(Supplied records)

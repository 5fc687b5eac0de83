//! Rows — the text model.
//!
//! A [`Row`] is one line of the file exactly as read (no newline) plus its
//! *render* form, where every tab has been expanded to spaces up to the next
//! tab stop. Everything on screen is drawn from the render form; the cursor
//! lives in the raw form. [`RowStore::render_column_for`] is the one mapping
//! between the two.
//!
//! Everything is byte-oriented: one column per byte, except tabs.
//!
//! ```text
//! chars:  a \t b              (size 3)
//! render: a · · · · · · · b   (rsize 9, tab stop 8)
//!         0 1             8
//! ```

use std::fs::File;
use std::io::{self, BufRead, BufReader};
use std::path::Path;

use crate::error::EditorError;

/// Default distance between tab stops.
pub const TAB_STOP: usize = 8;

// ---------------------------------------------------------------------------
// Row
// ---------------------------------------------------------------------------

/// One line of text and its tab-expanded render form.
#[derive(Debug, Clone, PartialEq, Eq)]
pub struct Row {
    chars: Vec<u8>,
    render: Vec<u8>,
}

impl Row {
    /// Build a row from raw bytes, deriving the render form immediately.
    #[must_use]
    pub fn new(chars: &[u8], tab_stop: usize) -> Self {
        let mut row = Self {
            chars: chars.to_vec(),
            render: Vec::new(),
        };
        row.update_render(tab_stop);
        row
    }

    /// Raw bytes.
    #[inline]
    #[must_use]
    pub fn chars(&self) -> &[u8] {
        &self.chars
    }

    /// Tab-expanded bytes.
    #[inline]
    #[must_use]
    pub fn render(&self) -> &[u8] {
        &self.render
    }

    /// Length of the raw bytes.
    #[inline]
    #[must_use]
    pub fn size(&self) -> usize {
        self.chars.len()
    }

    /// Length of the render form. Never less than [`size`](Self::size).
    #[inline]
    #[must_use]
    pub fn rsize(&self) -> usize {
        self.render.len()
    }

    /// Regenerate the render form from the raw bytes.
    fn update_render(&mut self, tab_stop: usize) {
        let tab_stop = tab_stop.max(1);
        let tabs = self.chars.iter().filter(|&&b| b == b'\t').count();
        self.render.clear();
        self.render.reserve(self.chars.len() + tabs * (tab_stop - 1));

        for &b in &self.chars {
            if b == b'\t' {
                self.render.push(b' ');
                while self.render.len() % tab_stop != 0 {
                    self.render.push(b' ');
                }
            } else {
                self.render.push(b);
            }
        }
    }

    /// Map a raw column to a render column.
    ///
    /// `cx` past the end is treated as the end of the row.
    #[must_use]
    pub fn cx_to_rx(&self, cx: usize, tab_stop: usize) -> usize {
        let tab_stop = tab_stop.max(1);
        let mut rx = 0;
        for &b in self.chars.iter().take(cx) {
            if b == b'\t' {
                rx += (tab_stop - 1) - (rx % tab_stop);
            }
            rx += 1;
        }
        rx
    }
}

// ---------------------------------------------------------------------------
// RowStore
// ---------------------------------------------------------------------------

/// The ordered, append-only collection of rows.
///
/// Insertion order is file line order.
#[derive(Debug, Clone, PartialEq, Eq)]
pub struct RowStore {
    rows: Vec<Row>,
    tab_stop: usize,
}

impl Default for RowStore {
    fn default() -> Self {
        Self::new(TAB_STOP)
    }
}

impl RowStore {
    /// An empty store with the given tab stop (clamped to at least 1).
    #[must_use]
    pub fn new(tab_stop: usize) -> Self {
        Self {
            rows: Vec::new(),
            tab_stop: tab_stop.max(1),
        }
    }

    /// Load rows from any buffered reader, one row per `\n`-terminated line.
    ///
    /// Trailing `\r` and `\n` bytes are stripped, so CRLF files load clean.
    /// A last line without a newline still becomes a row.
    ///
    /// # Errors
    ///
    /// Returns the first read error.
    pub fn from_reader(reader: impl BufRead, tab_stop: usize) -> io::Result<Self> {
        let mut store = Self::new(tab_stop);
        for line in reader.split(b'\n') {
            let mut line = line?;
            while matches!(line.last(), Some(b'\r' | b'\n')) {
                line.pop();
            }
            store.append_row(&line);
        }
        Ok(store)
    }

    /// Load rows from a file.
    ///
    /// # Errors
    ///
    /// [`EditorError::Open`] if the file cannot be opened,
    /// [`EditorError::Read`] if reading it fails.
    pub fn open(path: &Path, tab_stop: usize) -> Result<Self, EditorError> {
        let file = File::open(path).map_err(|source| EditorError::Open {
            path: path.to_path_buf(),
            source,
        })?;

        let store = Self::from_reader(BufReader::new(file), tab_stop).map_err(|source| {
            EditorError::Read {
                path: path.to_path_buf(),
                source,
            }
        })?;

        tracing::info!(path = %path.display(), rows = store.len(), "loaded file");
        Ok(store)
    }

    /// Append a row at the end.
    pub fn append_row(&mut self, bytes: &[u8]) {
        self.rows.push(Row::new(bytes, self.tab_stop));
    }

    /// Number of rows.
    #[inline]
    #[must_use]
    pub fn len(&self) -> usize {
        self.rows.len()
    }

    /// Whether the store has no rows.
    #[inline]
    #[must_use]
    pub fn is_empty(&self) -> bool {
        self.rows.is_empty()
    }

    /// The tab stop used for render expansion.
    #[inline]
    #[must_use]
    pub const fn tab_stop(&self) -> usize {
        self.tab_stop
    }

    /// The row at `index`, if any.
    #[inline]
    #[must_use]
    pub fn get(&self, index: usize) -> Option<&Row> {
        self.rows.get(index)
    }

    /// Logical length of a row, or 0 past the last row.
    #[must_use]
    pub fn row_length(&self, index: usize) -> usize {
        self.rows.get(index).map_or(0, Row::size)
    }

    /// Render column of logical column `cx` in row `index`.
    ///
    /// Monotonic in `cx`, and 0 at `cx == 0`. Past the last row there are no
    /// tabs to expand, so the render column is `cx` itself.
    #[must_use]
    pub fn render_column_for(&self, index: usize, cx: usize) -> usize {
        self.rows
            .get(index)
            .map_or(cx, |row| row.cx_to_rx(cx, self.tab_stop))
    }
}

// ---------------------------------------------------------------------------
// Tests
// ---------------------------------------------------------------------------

(End Supplied records)

__Goal of the exercise__
Take the lines above and retype all of them exactly.

__Exercise answer__
repository 5fc687b5eac0de83
//! Rows — the text model.
//!
//! A [`Row`] is one line of the file exactly as read (no newline) plus its
//! *render* form, where every tab has been expanded to spaces up to the next
//! tab stop. Everything on screen is drawn from the render form; the cursor
//! lives in the raw form. [`RowStore::render_column_for`] is the one mapping
//! between the two.
//!
//! Everything is byte-oriented: one column per byte, except tabs.
//!
//! ```text
//! chars:  a \t b              (size 3)
//! render: a · · · · · · · b   (rsize 9, tab stop 8)
//!         0 1             8
//! ```

use std::fs::File;
use std::io::{self, BufRead, BufReader};
use std::path::Path;

use crate::error::EditorError;

/// Default distance between tab stops.
pub const TAB_STOP: usize = 8;

// ---------------------------------------------------------------------------
// Row
// ---------------------------------------------------------------------------

/// One line of text and its tab-expanded render form.
#[derive(Debug, Clone, PartialEq, Eq)]
pub struct Row {
    chars: Vec<u8>,
    render: Vec<u8>,
}

impl Row {
    /// Build a row from raw bytes, deriving the render form immediately.
    #[must_use]
    pub fn new(chars: &[u8], tab_stop: usize) -> Self {
        let mut row = Self {
            chars: chars.to_vec(),
            render: Vec::new(),
        };
        row.update_render(tab_stop);
        row
    }

    /// Raw bytes.
    #[inline]
    #[must_use]
    pub fn chars(&self) -> &[u8] {
        &self.chars
    }

    /// Tab-expanded bytes.
    #[inline]
    #[must_use]
    pub fn render(&self) -> &[u8] {
        &self.render
    }

    /// Length of the raw bytes.
    #[inline]
    #[must_use]
    pub fn size(&self) -> usize {
        self.chars.len()
    }

    /// Length of the render form. Never less than [`size`](Self::size).
    #[inline]
    #[must_use]
    pub fn rsize(&self) -> usize {
        self.render.len()
    }

    /// Regenerate the render form from the raw bytes.
    fn update_render(&mut self, tab_stop: usize) {
        let tab_stop = tab_stop.max(1);
        let tabs = self.chars.iter().filter(|&&b| b == b'\t').count();
        self.render.clear();
        self.render.reserve(self.chars.len() + tabs * (tab_stop - 1));

        for &b in &self.chars {
            if b == b'\t' {
                self.render.push(b' ');
                while self.render.len() % tab_stop != 0 {
                    self.render.push(b' ');
                }
            } else {
                self.render.push(b);
            }
        }
    }

    /// Map a raw column to a render column.
    ///
    /// `cx` past the end is treated as the end of the row.
    #[must_use]
    pub fn cx_to_rx(&self, cx: usize, tab_stop: usize) -> usize {
        let tab_stop = tab_stop.max(1);
        let mut rx = 0;
        for &b in self.chars.iter().take(cx) {
            if b == b'\t' {
                rx += (tab_stop - 1) - (rx % tab_stop);
            }
            rx += 1;
        }
        rx
    }
}

// ---------------------------------------------------------------------------
// RowStore
// ---------------------------------------------------------------------------

/// The ordered, append-only collection of rows.
///
/// Insertion order is file line order.
#[derive(Debug, Clone, PartialEq, Eq)]
pub struct RowStore {
    rows: Vec<Row>,
    tab_stop: usize,
}

impl Default for RowStore {
    fn default() -> Self {
        Self::new(TAB_STOP)
    }
}

impl RowStore {
    /// An empty store with the given tab stop (clamped to at least 1).
    #[must_use]
    pub fn new(tab_stop: usize) -> Self {
        Self {
            rows: Vec::new(),
            tab_stop: tab_stop.max(1),
        }
    }

    /// Load rows from any buffered reader, one row per `\n`-terminated line.
    ///
    /// Trailing `\r` and `\n` bytes are stripped, so CRLF files load clean.
    /// A last line without a newline still becomes a row.
    ///
    /// # Errors
    ///
    /// Returns the first read error.
    pub fn from_reader(reader: impl BufRead, tab_stop: usize) -> io::Result<Self> {
        let mut store = Self::new(tab_stop);
        for line in reader.split(b'\n') {
            let mut line = line?;
            while matches!(line.last(), Some(b'\r' | b'\n')) {
                line.pop();
            }
            store.append_row(&line);
        }
        Ok(store)
    }

    /// Load rows from a file.
    ///
    /// # Errors
    ///
    /// [`EditorError::Open`] if the file cannot be opened,
    /// [`EditorError::Read`] if reading it fails.
    pub fn open(path: &Path, tab_stop: usize) -> Result<Self, EditorError> {
        let file = File::open(path).map_err(|source| EditorError::Open {
            path: path.to_path_buf(),
            source,
        })?;

        let store = Self::from_reader(BufReader::new(file), tab_stop).map_err(|source| {
            EditorError::Read {
                path: path.to_path_buf(),
                source,
            }
        })?;

        tracing::info!(path = %path.display(), rows = store.len(), "loaded file");
        Ok(store)
    }

    /// Append a row at the end.
    pub fn append_row(&mut self, bytes: &[u8]) {
        self.rows.push(Row::new(bytes, self.tab_stop));
    }

    /// Number of rows.
    #[inline]
    #[must_use]
    pub fn len(&self) -> usize {
        self.rows.len()
    }

    /// Whether the store has no rows.
    #[inline]
    #[must_use]
    pub fn is_empty(&self) -> bool {
        self.rows.is_empty()
    }

    /// The tab stop used for render expansion.
    #[inline]
    #[must_use]
    pub const fn tab_stop(&self) -> usize {
        self.tab_stop
    }

    /// The row at `index`, if any.
    #[inline]
    #[must_use]
    pub fn get(&self, index: usize) -> Option<&Row> {
        self.rows.get(index)
    }

    /// Logical length of a row, or 0 past the last row.
    #[must_use]
    pub fn row_length(&self, index: usize) -> usize {
        self.rows.get(index).map_or(0, Row::size)
    }

    /// Render column of logical column `cx` in row `index`.
    ///
    /// Monotonic in `cx`, and 0 at `cx == 0`. Past the last row there are no
    /// tabs to expand, so the render column is `cx` itself.
    #[must_use]
    pub fn render_column_for(&self, index: usize, cx: usize) -> usize {
        self.rows
            .get(index)
            .map_or(cx, |row| row.cx_to_rx(cx, self.tab_stop))
    }
}

// ---------------------------------------------------------------------------
// Tests
// ---------------------------------------------------------------------------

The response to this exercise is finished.